Task to carry out: Using the material below, work out how many lines contain the word "async". Reply with the number and nothing more.

Material for the task:
+ + +

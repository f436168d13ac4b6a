use std::net::SocketAddr;
use std::sync::Arc;

use anyhow::Context;
use tracing_subscriber::EnvFilter;
use tracing_subscriber::layer::SubscriberExt;
use tracing_subscriber::util::SubscriberInitExt;

use taskflow::api::{AppState, build_router};
use taskflow::auth::{RateLimiter, TokenIssuer};
use taskflow::chat::ChatService;
use taskflow::config::ServerConfig;
use taskflow::llm::create_provider;
use taskflow::store::{Database, LibSqlBackend};
use taskflow::tools::ToolRegistry;
use taskflow::tools::builtin::register_task_tools;

#[tokio::main]
async fn main() -> anyhow::Result<()> {
    let config = ServerConfig::from_env().context("invalid configuration")?;

    // Keep the guard alive so buffered log lines are flushed on exit.
    let _log_guard = init_tracing(&config);

    eprintln!("📋 TaskFlow v{}", env!("CARGO_PKG_VERSION"));
    eprintln!("   Model: {}", config.llm.model);
    eprintln!("   API: http://0.0.0.0:{}/api/v1", config.port);

    // ── Database ─────────────────────────────────────────────────────────
    let db: Arc<dyn Database> = Arc::new(
        LibSqlBackend::new_local(&config.db_path)
            .await
            .with_context(|| format!("failed to open database at {}", config.db_path.display()))?,
    );
    eprintln!("   Database: {}", config.db_path.display());

    // ── Assistant ────────────────────────────────────────────────────────
    let llm = create_provider(&config.llm)?;
    let tools = Arc::new(ToolRegistry::new());
    register_task_tools(&tools, Arc::clone(&db));
    eprintln!("   Tools: {} registered", tools.count());

    let chat = Arc::new(ChatService::new(
        Arc::clone(&db),
        llm,
        tools,
        config.chat.clone(),
    ));

    // ── HTTP ─────────────────────────────────────────────────────────────
    let state = AppState {
        db,
        tokens: TokenIssuer::new(config.jwt_secret.clone(), config.token_ttl),
        rate_limiter: Arc::new(RateLimiter::new(
            config.auth_rate_limit,
            config.auth_rate_window,
        )),
        chat,
    };
    let app = build_router(state, &config.allowed_origins);

    let addr = SocketAddr::from(([0, 0, 0, 0], config.port));
    let listener = tokio::net::TcpListener::bind(addr)
        .await
        .with_context(|| format!("failed to bind {addr}"))?;
    tracing::info!(%addr, "TaskFlow server started");

    axum::serve(
        listener,
        app.into_make_service_with_connect_info::<SocketAddr>(),
    )
    .with_graceful_shutdown(shutdown_signal())
    .await?;

    tracing::info!("Server stopped");
    Ok(())
}

/// Stderr logging, plus a daily-rolling file when a log directory is set.
fn init_tracing(config: &ServerConfig) -> Option<tracing_appender::non_blocking::WorkerGuard> {
    let filter = EnvFilter::try_from_default_env().unwrap_or_else(|_| EnvFilter::new("info"));
    let stderr = tracing_subscriber::fmt::layer().with_target(false);

    match config.log_dir {
        Some(ref dir) => {
            let appender = tracing_appender::rolling::daily(dir, "taskflow.log");
            let (writer, guard) = tracing_appender::non_blocking(appender);
            tracing_subscriber::registry()
                .with(filter)
                .with(stderr)
                .with(
                    tracing_subscriber::fmt::layer()
                        .with_ansi(false)
                        .with_writer(writer),
                )
                .init();
            Some(guard)
        }
        None => {
            tracing_subscriber::registry().with(filter).with(stderr).init();
            None
        }
    }
}

async fn shutdown_signal() {
    if let Err(e) = tokio::signal::ctrl_c().await {
        tracing::error!(error = %e, "Failed to listen for shutdown signal");
        std::future::pending::<()>().await;
    }
    eprintln!("\nShutting down...");
}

+ + +

Response to this exercise: 2